The multi-national team of investigators, led by Robert Sutton, BA, MBBS, DPhil, sought to evaluate the dose response of zegocractin on key outcomes for acute pancreatitis in patients with systemic inflammatory response syndrome (SIRS). The trial randomized 216 patients with acute pancreatitis and >2 criteria items for SIRS to one of four treatment arms: 0.5 mg/kg zegocractin, 1.0 mg/kg zegocractin, 2.0 mg/kg zegocractin, or placebo. The treatment was administered intravenously over 4 hours for 3 consecutive days.
The primary endpoint was the time to solid food tolerance, defined as individuals eating ≥50% of a ≥500 calorie, low-fat, solid food meal without any increases in abdominal pain or emesis within 2 hours of eating. A key secondary endpoint was severe respiratory failure, defined as any invasive mechanical ventilation or ≥48 hours of either high flow nasal cannula or noninvasive mechanical ventilation.
Key Findings from the CARPO Trial
The results showed that the median time to food tolerance was 66 hours in patients receiving 2.0 mg/kg zegocractin, 69 hours in patients receiving the 1.0 mg/kg dose, and 69 hours in patients receiving the 0.5 mg/kg dose. In comparison, the median time to food tolerance for patients receiving placebo was 112 hours. Patients with high hematocrit at baseline achieved earlier median food tolerance with the 1.0 and 2.0 mg/kg doses of zegocractin compared to the low dose or placebo.
Notably, patients on the 1.0 and 2.0 mg/kg doses (n = 102) reported no new cases of severe respiratory failure onset, versus 4 (8.3%) in the low-dose group and 4 (8.5%) in the placebo group.
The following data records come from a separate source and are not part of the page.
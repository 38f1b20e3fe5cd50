//! Workspace CRUD services.
//!
//! Creation makes the caller the owner; update and delete are owner-gated.
//! Deletion cascades over plans, expenses, and every member's
//! back-reference before the workspace record itself goes away.

use std::sync::Arc;

use chrono::Utc;
use tracing::{error, info};

use crate::domain::access::{map_workspace_store_error, AccessGuard};
use crate::domain::ports::{
    ExpenseRepository, ExpenseStoreError, PlanRepository, PlanStoreError, UserRepository,
    UserStoreError, WorkspaceRepository,
};
use crate::domain::{Error, Identity, Role, Workspace, WorkspaceDraft, WorkspaceId};

fn map_user_store_error(error: UserStoreError) -> Error {
    Error::internal(format!("user store failure: {error}"))
}

fn map_plan_store_error(error: PlanStoreError) -> Error {
    Error::internal(format!("plan store failure: {error}"))
}

fn map_expense_store_error(error: ExpenseStoreError) -> Error {
    Error::internal(format!("expense store failure: {error}"))
}

/// Patch applied by the owner to a workspace profile.
#[derive(Debug, Clone, Default)]
pub struct WorkspacePatch {
    /// Replacement name, if changing.
    pub name: Option<String>,
    /// Replacement description, if changing.
    pub description: Option<String>,
}

/// Workspace service over the workspace, user, plan, and expense stores.
#[derive(Clone)]
pub struct WorkspaceService<W, U, P, E> {
    guard: AccessGuard<W>,
    workspaces: Arc<W>,
    users: Arc<U>,
    plans: Arc<P>,
    expenses: Arc<E>,
}

impl<W, U, P, E> WorkspaceService<W, U, P, E> {
    /// Create a new service with the given collaborators.
    pub fn new(workspaces: Arc<W>, users: Arc<U>, plans: Arc<P>, expenses: Arc<E>) -> Self {
        Self {
            guard: AccessGuard::new(Arc::clone(&workspaces)),
            workspaces,
            users,
            plans,
            expenses,
        }
    }
}

impl<W, U, P, E> WorkspaceService<W, U, P, E>
where
    W: WorkspaceRepository,
    U: UserRepository,
    P: PlanRepository,
    E: ExpenseRepository,
{
    /// Create a workspace owned by the caller.
    ///
    /// Fails `Conflict` when the caller already owns a workspace with the
    /// same name. The owner's `workspace_ids` back-reference is updated
    /// best-effort: the workspace record is authoritative, so a failed
    /// back-reference write is logged for reconciliation rather than
    /// rolling back the creation.
    pub async fn create(
        &self,
        identity: &Identity,
        draft: WorkspaceDraft,
    ) -> Result<Workspace, Error> {
        let workspace = Workspace::new(draft, identity.user_id, Utc::now());
        self.workspaces
            .insert(&workspace)
            .await
            .map_err(map_workspace_store_error)?;

        if let Err(err) = self
            .users
            .add_workspace(&identity.user_id, &workspace.id)
            .await
        {
            error!(
                workspace_id = %workspace.id,
                user_id = %identity.user_id,
                error = %err,
                "owner back-reference write failed; reconciliation required"
            );
        }

        Ok(workspace)
    }

    /// Fetch one workspace together with the caller's role in it.
    pub async fn get(
        &self,
        identity: &Identity,
        workspace_id: &WorkspaceId,
    ) -> Result<(Workspace, Role), Error> {
        self.guard.require_participant(workspace_id, identity).await
    }

    /// List every workspace the caller owns or participates in, resolved via
    /// the back-reference list (read model only; never used for access
    /// decisions).
    pub async fn list_mine(&self, identity: &Identity) -> Result<Vec<Workspace>, Error> {
        let user = self
            .users
            .find_by_id(&identity.user_id)
            .await
            .map_err(map_user_store_error)?
            .ok_or_else(|| Error::unauthorized("account no longer exists"))?;
        self.workspaces
            .find_by_ids(&user.workspace_ids)
            .await
            .map_err(map_workspace_store_error)
    }

    /// Update name/description; owner only.
    pub async fn update(
        &self,
        identity: &Identity,
        workspace_id: &WorkspaceId,
        patch: WorkspacePatch,
    ) -> Result<Workspace, Error> {
        let current = self.guard.require_owner(workspace_id, identity).await?;

        let name = patch.name.unwrap_or_else(|| current.name.clone());
        let description = patch
            .description
            .unwrap_or_else(|| current.description.clone());
        let draft = WorkspaceDraft::new(&name, &description)
            .map_err(|err| Error::validation(err.to_string()).with_field_error(err.field(), err.to_string()))?;

        let updated_at = Utc::now();
        let found = self
            .workspaces
            .update_profile(workspace_id, draft.name(), draft.description(), updated_at)
            .await
            .map_err(map_workspace_store_error)?;
        if !found {
            return Err(Error::not_found("workspace does not exist"));
        }

        Ok(Workspace {
            name: draft.name().to_owned(),
            description: draft.description().to_owned(),
            updated_at,
            ..current
        })
    }

    /// Delete the workspace and everything scoped to it; owner only.
    ///
    /// This is also the only way an owner leaves their own workspace.
    pub async fn delete(
        &self,
        identity: &Identity,
        workspace_id: &WorkspaceId,
    ) -> Result<(), Error> {
        self.guard.require_owner(workspace_id, identity).await?;

        let plans_removed = self
            .plans
            .delete_by_workspace(workspace_id)
            .await
            .map_err(map_plan_store_error)?;
        let expenses_removed = self
            .expenses
            .delete_by_workspace(workspace_id)
            .await
            .map_err(map_expense_store_error)?;
        let users_touched = self
            .users
            .remove_workspace_from_all(workspace_id)
            .await
            .map_err(map_user_store_error)?;

        let found = self
            .workspaces
            .delete(workspace_id)
            .await
            .map_err(map_workspace_store_error)?;
        if !found {
            return Err(Error::not_found("workspace does not exist"));
        }

        info!(
            workspace_id = %workspace_id,
            plans_removed,
            expenses_removed,
            users_touched,
            "workspace deleted"
        );
        Ok(())
    }
}

#[cfg(test)]
#[path = "workspace_service_tests.rs"]
mod tests;
//! Backend entry-point: wires the store, credential adapter, services, and
//! REST endpoints.

use std::sync::Arc;

use actix_web::{web, App, HttpServer};
use clap::Parser;
use tracing::{info, warn};
use tracing_subscriber::{fmt, EnvFilter};
use uuid::Uuid;

use backend::api::health::HealthState;
use backend::api::{self, AppState};
use backend::auth::JwtCredentialService;
use backend::config::ServerConfig;
use backend::store::MemoryStore;
use backend::RequestId;

fn resolve_secret(config: &ServerConfig) -> std::io::Result<Vec<u8>> {
    if let Some(secret) = &config.jwt_secret {
        return Ok(secret.as_bytes().to_vec());
    }
    if cfg!(debug_assertions) {
        warn!("using ephemeral token secret (dev only); tokens die with the process");
        let secret = format!("{}{}", Uuid::new_v4().simple(), Uuid::new_v4().simple());
        return Ok(secret.into_bytes());
    }
    Err(std::io::Error::other(
        "FUNDLINE_JWT_SECRET must be set in release builds",
    ))
}

/// Application bootstrap.
#[actix_web::main]
async fn main() -> std::io::Result<()> {
    if let Err(e) = fmt()
        .with_env_filter(EnvFilter::from_default_env())
        .json()
        .try_init()
    {
        warn!(error = %e, "tracing init failed");
    }

    let config = ServerConfig::parse();
    let secret = resolve_secret(&config)?;

    let store = Arc::new(MemoryStore::new());
    let credentials = Arc::new(JwtCredentialService::new(
        &secret,
        config.token_ttl_secs,
        config.bcrypt_cost,
    ));
    let state = web::Data::new(AppState::new(store, credentials));
    let health = web::Data::new(HealthState::new());

    let server_state = state.clone();
    let server_health = health.clone();
    let server = HttpServer::new(move || {
        App::new()
            .wrap(RequestId)
            .configure(|cfg| api::configure(cfg, server_state.clone(), server_health.clone()))
    })
    .bind(config.bind_addr.as_str())?;

    info!(bind_addr = %config.bind_addr, "fundline backend listening");
    health.mark_ready();
    server.run().await
}
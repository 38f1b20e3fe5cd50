//! HTTP round-trips against the full app: routing, bearer auth, the error
//! envelope, and the request-id middleware, all over the in-memory store.

use std::sync::Arc;

use actix_web::{test, web, App};
use serde_json::{json, Value};

use backend::api::health::HealthState;
use backend::api::{self, AppState};
use backend::auth::JwtCredentialService;
use backend::store::MemoryStore;
use backend::RequestId;

const TEST_COST: u32 = 4;

fn app_state() -> (web::Data<AppState>, web::Data<HealthState>) {
    let store = Arc::new(MemoryStore::new());
    let credentials = Arc::new(JwtCredentialService::new(b"http-secret", 3600, TEST_COST));
    (
        web::Data::new(AppState::new(store, credentials)),
        web::Data::new(HealthState::new()),
    )
}

macro_rules! init_app {
    ($state:expr, $health:expr) => {
        test::init_service(
            App::new()
                .wrap(RequestId)
                .configure(|cfg| api::configure(cfg, $state.clone(), $health.clone())),
        )
        .await
    };
}

async fn register(
    app: &impl actix_web::dev::Service<
        actix_http::Request,
        Response = actix_web::dev::ServiceResponse,
        Error = actix_web::Error,
    >,
    email: &str,
) -> String {
    let res = test::call_service(
        app,
        test::TestRequest::post()
            .uri("/api/v1/auth/register")
            .set_json(json!({ "email": email, "password": "long-enough-password" }))
            .to_request(),
    )
    .await;
    assert_eq!(res.status(), 201, "registration for {email}");
    let body: Value = test::read_body_json(res).await;
    body["token"].as_str().expect("token in response").to_owned()
}

fn bearer(token: &str) -> (&'static str, String) {
    ("authorization", format!("Bearer {token}"))
}

#[actix_web::test]
async fn register_login_me_round_trip() {
    let (state, health) = app_state();
    let app = init_app!(state, health);

    let token = register(&app, "pi@lab.edu").await;

    let res = test::call_service(
        &app,
        test::TestRequest::post()
            .uri("/api/v1/auth/login")
            .set_json(json!({ "email": "PI@lab.edu", "password": "long-enough-password" }))
            .to_request(),
    )
    .await;
    assert_eq!(res.status(), 200);

    let res = test::call_service(
        &app,
        test::TestRequest::get()
            .uri("/api/v1/auth/me")
            .insert_header(bearer(&token))
            .to_request(),
    )
    .await;
    assert_eq!(res.status(), 200);
    let body: Value = test::read_body_json(res).await;
    assert_eq!(body["email"], json!("pi@lab.edu"));
}

#[actix_web::test]
async fn wrong_password_yields_the_unauthorized_envelope() {
    let (state, health) = app_state();
    let app = init_app!(state, health);
    register(&app, "pi@lab.edu").await;

    let res = test::call_service(
        &app,
        test::TestRequest::post()
            .uri("/api/v1/auth/login")
            .set_json(json!({ "email": "pi@lab.edu", "password": "wrong-password!" }))
            .to_request(),
    )
    .await;
    assert_eq!(res.status(), 401);
    let body: Value = test::read_body_json(res).await;
    assert_eq!(body["kind"], json!("unauthorized"));
}

#[actix_web::test]
async fn requests_without_a_token_are_rejected() {
    let (state, health) = app_state();
    let app = init_app!(state, health);

    let res = test::call_service(
        &app,
        test::TestRequest::get().uri("/api/v1/workspaces").to_request(),
    )
    .await;
    assert_eq!(res.status(), 401);

    let res = test::call_service(
        &app,
        test::TestRequest::get()
            .uri("/api/v1/workspaces")
            .insert_header(("authorization", "Bearer not-a-real-token"))
            .to_request(),
    )
    .await;
    assert_eq!(res.status(), 401);
}

#[actix_web::test]
async fn workspace_plan_expense_analytics_flow() {
    let (state, health) = app_state();
    let app = init_app!(state, health);

    let owner = register(&app, "pi@lab.edu").await;
    let member = register(&app, "postdoc@lab.edu").await;

    // Create a workspace.
    let res = test::call_service(
        &app,
        test::TestRequest::post()
            .uri("/api/v1/workspaces")
            .insert_header(bearer(&owner))
            .set_json(json!({ "name": "Sequencing Grant", "description": "2026" }))
            .to_request(),
    )
    .await;
    assert_eq!(res.status(), 201);
    let ws: Value = test::read_body_json(res).await;
    let ws_id = ws["id"].as_str().expect("workspace id").to_owned();

    // Invite the second account.
    let res = test::call_service(
        &app,
        test::TestRequest::post()
            .uri(&format!("/api/v1/workspaces/{ws_id}/members"))
            .insert_header(bearer(&owner))
            .set_json(json!({ "email": "postdoc@lab.edu" }))
            .to_request(),
    )
    .await;
    assert_eq!(res.status(), 201);

    // The member sees the workspace with their role.
    let res = test::call_service(
        &app,
        test::TestRequest::get()
            .uri(&format!("/api/v1/workspaces/{ws_id}"))
            .insert_header(bearer(&member))
            .to_request(),
    )
    .await;
    assert_eq!(res.status(), 200);
    let detail: Value = test::read_body_json(res).await;
    assert_eq!(detail["role"], json!("member"));
    assert_eq!(detail["name"], json!("Sequencing Grant"));

    // Budget a category; a duplicate type conflicts.
    let res = test::call_service(
        &app,
        test::TestRequest::post()
            .uri(&format!("/api/v1/workspaces/{ws_id}/plans"))
            .insert_header(bearer(&owner))
            .set_json(json!({ "type": "travel", "plannedAmount": 1000.0 }))
            .to_request(),
    )
    .await;
    assert_eq!(res.status(), 201);

    let res = test::call_service(
        &app,
        test::TestRequest::post()
            .uri(&format!("/api/v1/workspaces/{ws_id}/plans"))
            .insert_header(bearer(&member))
            .set_json(json!({ "type": "travel", "plannedAmount": 1.0 }))
            .to_request(),
    )
    .await;
    assert_eq!(res.status(), 409);
    let body: Value = test::read_body_json(res).await;
    assert_eq!(body["kind"], json!("conflict"));

    // The member records expenses.
    let res = test::call_service(
        &app,
        test::TestRequest::post()
            .uri(&format!("/api/v1/workspaces/{ws_id}/expenses"))
            .insert_header(bearer(&member))
            .set_json(json!({ "planType": "travel", "amount": 1200.0, "note": "flights" }))
            .to_request(),
    )
    .await;
    assert_eq!(res.status(), 201);

    let res = test::call_service(
        &app,
        test::TestRequest::post()
            .uri(&format!("/api/v1/workspaces/{ws_id}/expenses"))
            .insert_header(bearer(&member))
            .set_json(json!({ "amount": 50.0 }))
            .to_request(),
    )
    .await;
    assert_eq!(res.status(), 201);

    // Unknown category comes back as a field-level validation failure.
    let res = test::call_service(
        &app,
        test::TestRequest::post()
            .uri(&format!("/api/v1/workspaces/{ws_id}/expenses"))
            .insert_header(bearer(&member))
            .set_json(json!({ "planType": "catering", "amount": 10.0 }))
            .to_request(),
    )
    .await;
    assert_eq!(res.status(), 400);
    let body: Value = test::read_body_json(res).await;
    assert_eq!(body["kind"], json!("validation"));
    assert!(body["fieldErrors"]["planType"].is_array());

    // Listing paginates and orders.
    let res = test::call_service(
        &app,
        test::TestRequest::get()
            .uri(&format!(
                "/api/v1/workspaces/{ws_id}/expenses?limit=1&offset=0"
            ))
            .insert_header(bearer(&owner))
            .to_request(),
    )
    .await;
    assert_eq!(res.status(), 200);
    let page: Value = test::read_body_json(res).await;
    assert_eq!(page["total"], json!(2));
    assert_eq!(page["hasMore"], json!(true));
    assert_eq!(page["items"].as_array().expect("items").len(), 1);

    // Plan types include the synthetic catch-all.
    let res = test::call_service(
        &app,
        test::TestRequest::get()
            .uri(&format!("/api/v1/workspaces/{ws_id}/plans/types"))
            .insert_header(bearer(&member))
            .to_request(),
    )
    .await;
    let types: Value = test::read_body_json(res).await;
    assert_eq!(types, json!(["other", "travel"]));

    // Analytics reflects the overspend.
    let res = test::call_service(
        &app,
        test::TestRequest::get()
            .uri(&format!("/api/v1/workspaces/{ws_id}/analytics"))
            .insert_header(bearer(&member))
            .to_request(),
    )
    .await;
    assert_eq!(res.status(), 200);
    let snapshot: Value = test::read_body_json(res).await;
    assert_eq!(snapshot["summary"]["overSpent"], json!(true));
    assert_eq!(snapshot["summary"]["remaining"], json!(-250.0));
    assert_eq!(snapshot["summary"]["usagePercentage"], json!(100.0));
    assert_eq!(
        snapshot["monthlyTrend"].as_array().expect("trend").len(),
        6
    );
    assert_eq!(snapshot["categoryComparison"][0]["status"], json!("over"));

    // A third account is no participant at all.
    let stranger = register(&app, "stranger@lab.edu").await;
    let res = test::call_service(
        &app,
        test::TestRequest::get()
            .uri(&format!("/api/v1/workspaces/{ws_id}/analytics"))
            .insert_header(bearer(&stranger))
            .to_request(),
    )
    .await;
    assert_eq!(res.status(), 403);
    let body: Value = test::read_body_json(res).await;
    assert_eq!(body["kind"], json!("forbidden"));

    // Owner-gated delete: the member gets the distinct owner-only kind.
    let res = test::call_service(
        &app,
        test::TestRequest::delete()
            .uri(&format!("/api/v1/workspaces/{ws_id}"))
            .insert_header(bearer(&member))
            .to_request(),
    )
    .await;
    assert_eq!(res.status(), 403);
    let body: Value = test::read_body_json(res).await;
    assert_eq!(body["kind"], json!("owner_required"));

    let res = test::call_service(
        &app,
        test::TestRequest::delete()
            .uri(&format!("/api/v1/workspaces/{ws_id}"))
            .insert_header(bearer(&owner))
            .to_request(),
    )
    .await;
    assert_eq!(res.status(), 204);
}

#[actix_web::test]
async fn every_response_carries_a_request_id() {
    let (state, health) = app_state();
    let app = init_app!(state, health);

    let res = test::call_service(
        &app,
        test::TestRequest::get().uri("/health/live").to_request(),
    )
    .await;
    assert_eq!(res.status(), 200);
    assert!(res.headers().contains_key("x-request-id"));
}

#[actix_web::test]
async fn readiness_flips_with_the_shared_state() {
    let (state, health) = app_state();
    let app = init_app!(state, health);

    let res = test::call_service(
        &app,
        test::TestRequest::get().uri("/health/ready").to_request(),
    )
    .await;
    assert_eq!(res.status(), 503);

    health.mark_ready();
    let res = test::call_service(
        &app,
        test::TestRequest::get().uri("/health/ready").to_request(),
    )
    .await;
    assert_eq!(res.status(), 200);
}

#[actix_web::test]
async fn openapi_document_is_served() {
    let (state, health) = app_state();
    let app = init_app!(state, health);

    let res = test::call_service(
        &app,
        test::TestRequest::get()
            .uri("/api-docs/openapi.json")
            .to_request(),
    )
    .await;
    assert_eq!(res.status(), 200);
    let doc: Value = test::read_body_json(res).await;
    assert!(doc["paths"]["/api/v1/auth/register"].is_object());
}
Additionally, the high-dose zegocractin group had only a 30% necrotizing pancreatitis rate at 30 days, versus the 1.0 mg/kg (41%), 0.5 mg/kg (39%) and placebo (37%) groups.
Safety Profile
Regarding safety, a lesser rate of patients receiving high-dose zegocractin (43%) reported a treatment-emergent adverse event than the placebo arm (47%); no serious adverse reactions were observed in the treatment.
Implications and Future Directions
According to Rachel Leheny, PhD, Chief Executive Officer of CalciMedica, "CARPO has added significantly to the body of evidence showing Auxora's potential as an effective treatment for critically ill patients with acute inflammatory disease and warrants advancing our drug in both (acute pancreatitis) and acute kidney injury."
The investigators concluded that higher doses of zegocractin decreased the time to solid food tolerance, as well as the risk of respiratory failure and necrotizing pancreatitis in patients with acute pancreatitis and SIRS. "Zegocractin, a selective CRAC channel inhibitor, provides a novel mechanism of action that inhibits multiple inflammatory pathways in acute pancreatitis," Sutton and colleagues wrote. "The phase 2b trials results demonstrate zegocractin’s potential to reduce mortality and morbidity in acute pancreatitis with SIRS, and provide savings to the healthcare system."